Хотя судебный пристав и напустил на себя равнодушный вид, который вырабатывается у чиновников юстиции, ко всему привычных, все же он подмигнул трактирщице и ее мужу, давая этим понять: «Скверное дело!» Старик Фуршон, со своей стороны, весьма выразительно посмотрел на дочь и пальцем указал на кучу золы, скопившуюся в очаге. Тонсарша сразу смекнула, какая опасность грозит ее свекрови, поняла смысл отцовского совета и, схватив горсть золы, бросила ее в глаза леснику. Ватель взвыл от боли; на минуту он потерял зрение, Тонсар же, наоборот, как бы прозрел, он вытолкал Вателя на кривые ступени лестницы, где сослепу легко было оступиться, и действительно лесник скатился до самой дороги, выронив из рук ружье. В мгновенье ока Тонсары распотрошили вязанку, вынули кругляки и припрятали их с неподдающимся описанию проворством.

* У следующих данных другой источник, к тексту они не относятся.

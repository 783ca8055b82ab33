//! Evaluation.
//!
//! Scalar evaluation serves per-pixel classification. Vector evaluation walks
//! the tree once and applies each node to whole arrays, broadcasting scalars.
//! Neither evaluator masks anything: invalid results come out as NaN or
//! infinities and callers decide what they mean.

use std::collections::BTreeMap;

use super::ast::{BinaryOp, Expr, Function, UnaryOp};

#[inline]
fn truthy(v: f64) -> bool {
    v != 0.0 && !v.is_nan()
}

#[inline]
fn flag(b: bool) -> f64 {
    if b {
        1.0
    } else {
        0.0
    }
}

#[inline]
pub(crate) fn apply_unary(op: UnaryOp, v: f64) -> f64 {
    match op {
        UnaryOp::Neg => -v,
        UnaryOp::Not => {
            if v.is_nan() {
                f64::NAN
            } else {
                flag(v == 0.0)
            }
        }
    }
}

#[inline]
pub(crate) fn apply_binary(op: BinaryOp, a: f64, b: f64) -> f64 {
    match op {
        BinaryOp::Add => a + b,
        BinaryOp::Sub => a - b,
        BinaryOp::Mul => a * b,
        BinaryOp::Div => a / b,
        // Floored modulo: the result takes the divisor's sign.
        BinaryOp::Rem => {
            if b == 0.0 {
                f64::NAN
            } else {
                let r = a % b;
                if r != 0.0 && (r < 0.0) != (b < 0.0) {
                    r + b
                } else {
                    r
                }
            }
        }
        BinaryOp::Pow => a.powf(b),
        BinaryOp::Eq => flag(a == b),
        BinaryOp::Ne => flag(a != b),
        BinaryOp::Lt => flag(a < b),
        BinaryOp::Le => flag(a <= b),
        BinaryOp::Gt => flag(a > b),
        BinaryOp::Ge => flag(a >= b),
        BinaryOp::And => flag(truthy(a) && truthy(b)),
        BinaryOp::Or => flag(truthy(a) || truthy(b)),
    }
}

#[inline]
pub(crate) fn apply_function(function: Function, v: f64) -> f64 {
    match function {
        Function::Abs => v.abs(),
        Function::Sqrt => v.sqrt(),
        Function::Log => v.ln(),
        Function::Log10 => v.log10(),
        Function::Exp => v.exp(),
        Function::Floor => v.floor(),
        Function::Ceil => v.ceil(),
        Function::Round => v.round_ties_even(),
    }
}

impl Expr {
    /// Evaluate for one set of scalar variable values.
    ///
    /// Unbound variables evaluate to NaN.
    pub fn eval_scalar<F>(&self, lookup: &F) -> f64
    where
        F: Fn(&str) -> Option<f64>,
    {
        match self {
            Expr::Literal(value) => *value,
            Expr::Variable(name) => lookup(name).unwrap_or(f64::NAN),
            Expr::Unary { op, operand } => apply_unary(*op, operand.eval_scalar(lookup)),
            Expr::Binary { op, left, right } => {
                apply_binary(*op, left.eval_scalar(lookup), right.eval_scalar(lookup))
            }
            Expr::Call { function, argument } => {
                apply_function(*function, argument.eval_scalar(lookup))
            }
        }
    }

    /// Evaluate with the single variable `x` bound to `value`.
    #[inline]
    pub fn eval_x(&self, value: f64) -> f64 {
        self.eval_scalar(&|name: &str| (name == "x").then_some(value))
    }

    /// Evaluate over arrays of `len` elements.
    ///
    /// Every binding must hold `len` values; unbound variables yield NaN.
    pub fn eval_arrays(&self, bindings: &BTreeMap<&str, &[f64]>, len: usize) -> Vec<f64> {
        match self.eval_node(bindings) {
            Values::Scalar(v) => vec![v; len],
            Values::Array(values) => values,
        }
    }

    fn eval_node(&self, bindings: &BTreeMap<&str, &[f64]>) -> Values {
        match self {
            Expr::Literal(value) => Values::Scalar(*value),
            Expr::Variable(name) => match bindings.get(name.as_str()) {
                Some(values) => Values::Array(values.to_vec()),
                None => Values::Scalar(f64::NAN),
            },
            Expr::Unary { op, operand } => operand.eval_node(bindings).map(|v| apply_unary(*op, v)),
            Expr::Call { function, argument } => argument
                .eval_node(bindings)
                .map(|v| apply_function(*function, v)),
            Expr::Binary { op, left, right } => {
                let op = *op;
                match (left.eval_node(bindings), right.eval_node(bindings)) {
                    (Values::Scalar(a), Values::Scalar(b)) => {
                        Values::Scalar(apply_binary(op, a, b))
                    }
                    (Values::Array(mut a), Values::Scalar(b)) => {
                        a.iter_mut().for_each(|v| *v = apply_binary(op, *v, b));
                        Values::Array(a)
                    }
                    (Values::Scalar(a), Values::Array(mut b)) => {
                        b.iter_mut().for_each(|v| *v = apply_binary(op, a, *v));
                        Values::Array(b)
                    }
                    (Values::Array(mut a), Values::Array(b)) => {
                        a.iter_mut()
                            .zip(b.iter())
                            .for_each(|(x, y)| *x = apply_binary(op, *x, *y));
                        Values::Array(a)
                    }
                }
            }
        }
    }
}

/// Intermediate result of a node: a broadcast scalar or a full array.
enum Values {
    Scalar(f64),
    Array(Vec<f64>),
}

impl Values {
    fn map(self, f: impl Fn(f64) -> f64) -> Values {
        match self {
            Values::Scalar(v) => Values::Scalar(f(v)),
            Values::Array(mut values) => {
                values.iter_mut().for_each(|v| *v = f(*v));
                Values::Array(values)
            }
        }
    }
}

#[cfg(test)]
mod tests {
    use super::*;
    use crate::expr::parse;

    fn eval(input: &str, x: f64) -> f64 {
        parse(input).unwrap().eval_x(x)
    }

    #[test]
    fn test_arithmetic() {
        assert_eq!(eval("1 + 2 * 3", 0.0), 7.0);
        assert_eq!(eval("x ** 2", 3.0), 9.0);
        assert_eq!(eval("-x ** 2", 3.0), -9.0);
        assert_eq!(eval("x / 4", 2.0), 0.5);
    }

    #[test]
    fn test_floored_modulo() {
        assert_eq!(eval("x % 3", 7.0), 1.0);
        assert_eq!(eval("x % 3", -7.0), 2.0);
        assert_eq!(eval("x % -3", 7.0), -2.0);
        assert!(eval("x % 0", 7.0).is_nan());
    }

    #[test]
    fn test_division_by_zero_is_not_finite() {
        assert!(eval("x / 0", 1.0).is_infinite());
        assert!(eval("x / 0", 0.0).is_nan());
    }

    #[test]
    fn test_logic() {
        assert_eq!(eval("(x >= 2) & (x < 5)", 2.0), 1.0);
        assert_eq!(eval("(x >= 2) & (x < 5)", 4.0), 1.0);
        assert_eq!(eval("(x >= 2) & (x < 5)", 5.0), 0.0);
        assert_eq!(eval("x < 0 | x > 10", 11.0), 1.0);
        assert_eq!(eval("!(x == 1)", 1.0), 0.0);
        assert_eq!(eval("not x", 0.0), 1.0);
    }

    #[test]
    fn test_functions() {
        assert_eq!(eval("abs(x)", -2.5), 2.5);
        assert_eq!(eval("sqrt(x)", 16.0), 4.0);
        assert!(eval("sqrt(x)", -1.0).is_nan());
        assert_eq!(eval("log10(x)", 1000.0), 3.0);
        assert_eq!(eval("round(x)", 2.5), 2.0);
        assert_eq!(eval("round(x)", 3.5), 4.0);
        assert_eq!(eval("floor(x) + ceil(x)", 1.5), 3.0);
        assert!(eval("log(x)", 0.0).is_infinite());
    }

    #[test]
    fn test_arrays_broadcast_scalars() {
        let expr = parse("a * 2 + b").unwrap();
        let a = [1.0, 2.0, 3.0];
        let b = [10.0, 20.0, 30.0];
        let bindings: BTreeMap<&str, &[f64]> = [("a", &a[..]), ("b", &b[..])].into_iter().collect();
        assert_eq!(expr.eval_arrays(&bindings, 3), vec![12.0, 24.0, 36.0]);

        let constant = parse("1 + 1").unwrap();
        assert_eq!(constant.eval_arrays(&bindings, 2), vec![2.0, 2.0]);
    }

    #[test]
    fn test_arrays_match_scalar_eval() {
        let expr = parse("(x > 1) & (x <= 3) | x == 7").unwrap();
        let xs = [0.0, 1.0, 2.0, 3.0, 4.0, 7.0];
        let bindings: BTreeMap<&str, &[f64]> = [("x", &xs[..])].into_iter().collect();
        let vector = expr.eval_arrays(&bindings, xs.len());
        let scalar: Vec<f64> = xs.iter().map(|v| expr.eval_x(*v)).collect();
        assert_eq!(vector, scalar);
        assert_eq!(vector, vec![0.0, 0.0, 1.0, 1.0, 0.0, 1.0]);
    }
}
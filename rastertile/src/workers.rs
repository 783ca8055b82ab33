//! Bounded rayon pools for CPU-bound tile work.
//!
//! Pyramid builds and aggregations each run on their own pool so a large
//! build cannot starve concurrent aggregation requests of threads.

use thiserror::Error;

/// Failure to start a worker pool.
#[derive(Debug, Error)]
#[error("Failed to start '{label}' worker pool: {reason}")]
pub struct WorkerPoolError {
    pub label: String,
    pub reason: String,
}

/// Number of threads to use for a configured worker count.
///
/// `0` means one thread per available core.
pub fn resolve_workers(configured: usize) -> usize {
    if configured > 0 {
        return configured;
    }
    std::thread::available_parallelism()
        .map(|p| p.get())
        .unwrap_or(4)
}

/// A named, fixed-size rayon pool.
#[derive(Debug)]
pub struct WorkerPool {
    pool: rayon::ThreadPool,
    label: String,
}

impl WorkerPool {
    /// Start a pool of `workers` threads (`0` = one per core).
    pub fn new(workers: usize, label: impl Into<String>) -> Result<Self, WorkerPoolError> {
        let label: String = label.into();
        let threads = resolve_workers(workers);
        let thread_label = label.clone();
        let pool = rayon::ThreadPoolBuilder::new()
            .num_threads(threads)
            .thread_name(move |i| format!("{}-{}", thread_label, i))
            .build()
            .map_err(|e| WorkerPoolError {
                label: label.clone(),
                reason: e.to_string(),
            })?;

        tracing::info!(threads, label = %label, "Created worker pool");

        Ok(Self { pool, label })
    }

    /// Run `op` inside the pool; rayon iterators used by `op` stay in it.
    pub fn install<R, F>(&self, op: F) -> R
    where
        F: FnOnce() -> R + Send,
        R: Send,
    {
        self.pool.install(op)
    }

    pub fn threads(&self) -> usize {
        self.pool.current_num_threads()
    }

    pub fn label(&self) -> &str {
        &self.label
    }
}

#[cfg(test)]
mod tests {
    use super::*;
    use rayon::prelude::*;

    #[test]
    fn test_resolve_workers() {
        assert_eq!(resolve_workers(3), 3);
        assert!(resolve_workers(0) >= 1);
    }

    #[test]
    fn test_pool_runs_parallel_work() {
        let pool = WorkerPool::new(2, "test").unwrap();
        assert_eq!(pool.threads(), 2);
        assert_eq!(pool.label(), "test");
        let sum: u64 = pool.install(|| (1..=100u64).into_par_iter().sum());
        assert_eq!(sum, 5050);
    }
}
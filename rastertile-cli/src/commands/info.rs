//! `rastertile info`: describe a raster and the pyramid it would produce.

use std::path::PathBuf;

use rastertile::coord::LayerId;
use rastertile::service::TileService;

use super::common::KindArg;
use crate::error::CliError;

pub async fn run(service: &TileService, raster: PathBuf, kind: KindArg) -> Result<(), CliError> {
    let id = LayerId(1);
    service
        .open_layer(id, raster.display().to_string(), kind.into(), raster.clone())
        .await?;
    let layer = service.layer(id)?;
    let plan = service.plan_layer(id)?;
    let r = layer.raster();

    println!("Raster: {}", raster.display());
    println!("  Size:       {} x {} pixels", r.width(), r.height());
    println!("  Bands:      {}", r.band_count());
    for (i, band) in r.bands().iter().enumerate() {
        let nodata = band
            .nodata()
            .map(|v| v.to_string())
            .unwrap_or_else(|| "none".to_string());
        println!("    #{}: {} (nodata: {})", i, band.dtype(), nodata);
    }
    println!("  SRID:       EPSG:{}", r.srid());
    let e = r.extent();
    println!("  Extent:     {} {} {} {}", e.min_x, e.min_y, e.max_x, e.max_y);
    println!();

    let config = &service.config().pyramid;
    println!(
        "Pyramid ({}x{} tiles, zoom policy {}, {} resampling):",
        config.tile_size,
        config.tile_size,
        config.zoom_policy,
        config.resampling_for(layer.kind())
    );
    println!("  Pixel size: {:.3} m", plan.pixel_size);
    println!("  Zoom range: {}..={}", plan.zoom_range.min, plan.zoom_range.max);
    for range in &plan.ranges {
        println!(
            "    z{:<2} x {}..={}  y {}..={}  ({} tiles)",
            range.zoom,
            range.min_x,
            range.max_x,
            range.min_y,
            range.max_y,
            range.len()
        );
    }
    println!("  Total:      {} tiles", plan.tile_count());
    Ok(())
}
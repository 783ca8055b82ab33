//! Value → colour mappings used by the renderer.

use std::sync::Arc;

use crate::legend::{Classification, Legend, LegendError, Rgba};

/// Piecewise-linear colour ramp over ascending stops.
///
/// Values below the first stop take its colour, values above the last stop
/// take the last colour.
#[derive(Debug, Clone, PartialEq)]
pub struct Gradient {
    stops: Vec<(f64, Rgba)>,
}

impl Gradient {
    /// Ramp over `stops`, sorted by bound. Returns `None` without stops.
    pub fn new(mut stops: Vec<(f64, Rgba)>) -> Option<Self> {
        if stops.is_empty() {
            return None;
        }
        stops.sort_by(|a, b| a.0.total_cmp(&b.0));
        Some(Self { stops })
    }

    /// Ramp through the thresholds of a legend.
    pub fn from_legend(legend: &Legend) -> Result<Option<Self>, LegendError> {
        Ok(Self::new(legend.colormap()?))
    }

    pub fn stops(&self) -> &[(f64, Rgba)] {
        &self.stops
    }

    pub fn color(&self, value: f64) -> Rgba {
        let upper = self.stops.partition_point(|(bound, _)| *bound <= value);
        match upper {
            0 => self.stops[0].1,
            n if n == self.stops.len() => self.stops[n - 1].1,
            n => {
                let (lo, lo_color) = self.stops[n - 1];
                let (hi, hi_color) = self.stops[n];
                lo_color.lerp(&hi_color, (value - lo) / (hi - lo))
            }
        }
    }
}

/// How pixel values become colours.
#[derive(Debug, Clone)]
pub enum Style {
    /// First matching legend entry; unmatched values use the background.
    Legend(Arc<Legend>),
    /// Continuous ramp.
    Gradient(Gradient),
}

impl Style {
    /// Colour of a valid (non-nodata) value, `None` when unclassified.
    pub fn color(&self, value: f64) -> Option<Rgba> {
        match self {
            Style::Legend(legend) => match legend.classify(value) {
                Classification::Color(color) => Some(color),
                Classification::Unclassified => None,
            },
            Style::Gradient(_) if value.is_nan() => None,
            Style::Gradient(gradient) => Some(gradient.color(value)),
        }
    }
}
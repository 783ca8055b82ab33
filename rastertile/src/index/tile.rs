//! Tiles and layers.

use std::fmt;
use std::str::FromStr;

use serde::{Deserialize, Serialize};

use crate::coord::{self, LayerId, TileCoord, TileKey, ZoomRange};
use crate::raster::{Band, DataType, Extent, GeoRaster, RasterError, Resampling};

/// One square, fixed-size tile of a layer.
#[derive(Debug, Clone, PartialEq)]
pub struct Tile {
    key: TileKey,
    raster: GeoRaster,
}

impl Tile {
    pub fn new(key: TileKey, raster: GeoRaster) -> Self {
        Self { key, raster }
    }

    pub fn key(&self) -> TileKey {
        self.key
    }

    pub fn coord(&self) -> TileCoord {
        self.key.coord
    }

    pub fn layer(&self) -> LayerId {
        self.key.layer
    }

    pub fn raster(&self) -> &GeoRaster {
        &self.raster
    }

    pub fn into_raster(self) -> GeoRaster {
        self.raster
    }

    /// Tile edge length in pixels.
    pub fn size(&self) -> usize {
        self.raster.width()
    }

    /// First band, where tile data lives for single-band layers.
    pub fn band(&self) -> Result<&Band, RasterError> {
        self.raster.band(0)
    }

    /// Canonical footprint of the tile in the grid.
    pub fn bounds(&self) -> Extent {
        coord::tile_bounds(&self.key.coord)
    }
}

/// What a layer's values mean.
#[derive(Debug, Clone, Copy, Default, PartialEq, Eq, Hash, Serialize, Deserialize)]
#[serde(rename_all = "lowercase")]
pub enum LayerKind {
    /// Class codes; never interpolated.
    #[default]
    Categorical,
    /// Measurements such as elevation or temperature.
    Continuous,
}

impl LayerKind {
    /// Resampling that keeps the values meaningful.
    pub fn default_resampling(self) -> Resampling {
        match self {
            LayerKind::Categorical => Resampling::Nearest,
            LayerKind::Continuous => Resampling::Bilinear,
        }
    }
}

impl fmt::Display for LayerKind {
    fn fmt(&self, f: &mut fmt::Formatter<'_>) -> fmt::Result {
        match self {
            LayerKind::Categorical => f.write_str("categorical"),
            LayerKind::Continuous => f.write_str("continuous"),
        }
    }
}

impl FromStr for LayerKind {
    type Err = String;

    fn from_str(s: &str) -> Result<Self, Self::Err> {
        match s.trim().to_lowercase().as_str() {
            "categorical" | "ca" => Ok(LayerKind::Categorical),
            "continuous" | "co" => Ok(LayerKind::Continuous),
            other => Err(format!("unknown layer kind '{}'", other)),
        }
    }
}

/// A raster registered as a tiled layer.
///
/// The source must be file based so the layer can always be rebuilt from it.
#[derive(Debug, Clone)]
pub struct RasterLayer {
    id: LayerId,
    name: String,
    kind: LayerKind,
    raster: GeoRaster,
}

impl RasterLayer {
    pub fn new(
        id: LayerId,
        name: impl Into<String>,
        kind: LayerKind,
        raster: GeoRaster,
    ) -> Result<Self, RasterError> {
        if !raster.backing().is_durable() {
            return Err(RasterError::InvalidBackingStore);
        }
        Ok(Self {
            id,
            name: name.into(),
            kind,
            raster,
        })
    }

    pub fn id(&self) -> LayerId {
        self.id
    }

    pub fn name(&self) -> &str {
        &self.name
    }

    pub fn kind(&self) -> LayerKind {
        self.kind
    }

    pub fn raster(&self) -> &GeoRaster {
        &self.raster
    }
}

/// What the index knows about a layer besides its tiles.
#[derive(Debug, Clone, PartialEq, Serialize, Deserialize)]
pub struct LayerInfo {
    pub id: LayerId,
    pub name: String,
    pub kind: LayerKind,
    pub tile_size: u32,
    /// Layer extent in the pyramid SRS.
    pub extent: Extent,
    pub dtype: DataType,
    pub band_count: usize,
    pub nodata: Option<f64>,
    /// Zoom levels built, `None` until a build has run.
    pub zoom_range: Option<ZoomRange>,
}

Брюне, не желая быть свидетелем этой предвиденной им операции, бросился к леснику, помог ему встать, усадил на откосе, затем побежал, чтобы смочить носовой платок и промыть глаза пострадавшему, который, охая от боли, пытался дотащиться до ручья.

— Ватель, вы сами виноваты, — сказал ему Брюне. — Какое вы имеете право входить в чужой дом...

Глаза беззубой, сгорбленной старушонки метали молнии, она вышла на порог, подбоченилась и, брызжа слюной, начала ругаться на всю деревню:

— Так тебе и надо, мерзавец! Чтоб тебе на том свете ни дна ни покрышки! Ишь, что на меня наговаривает! Это я-то ворую лес? Да честнее меня женщины во всей деревне не сыщешь! И еще гнался за мной, как за лютым зверем! Чтоб у тебя буркалы лопнули, мы бы хоть вздохнули. Лиходеи вы наши, и ты и твои приятели, невесть что выдумываете, только и знаете, что хозяина на нас натравлять!..

Судебный пристав тем временем промывал глаза леснику и, ухаживая за ним, всячески ему доказывал, что с точки зрения законности он был не прав.

— У, ведьма! И задала же она нам работы! — сказал наконец Ватель. — С самой ночи сидит в лесу...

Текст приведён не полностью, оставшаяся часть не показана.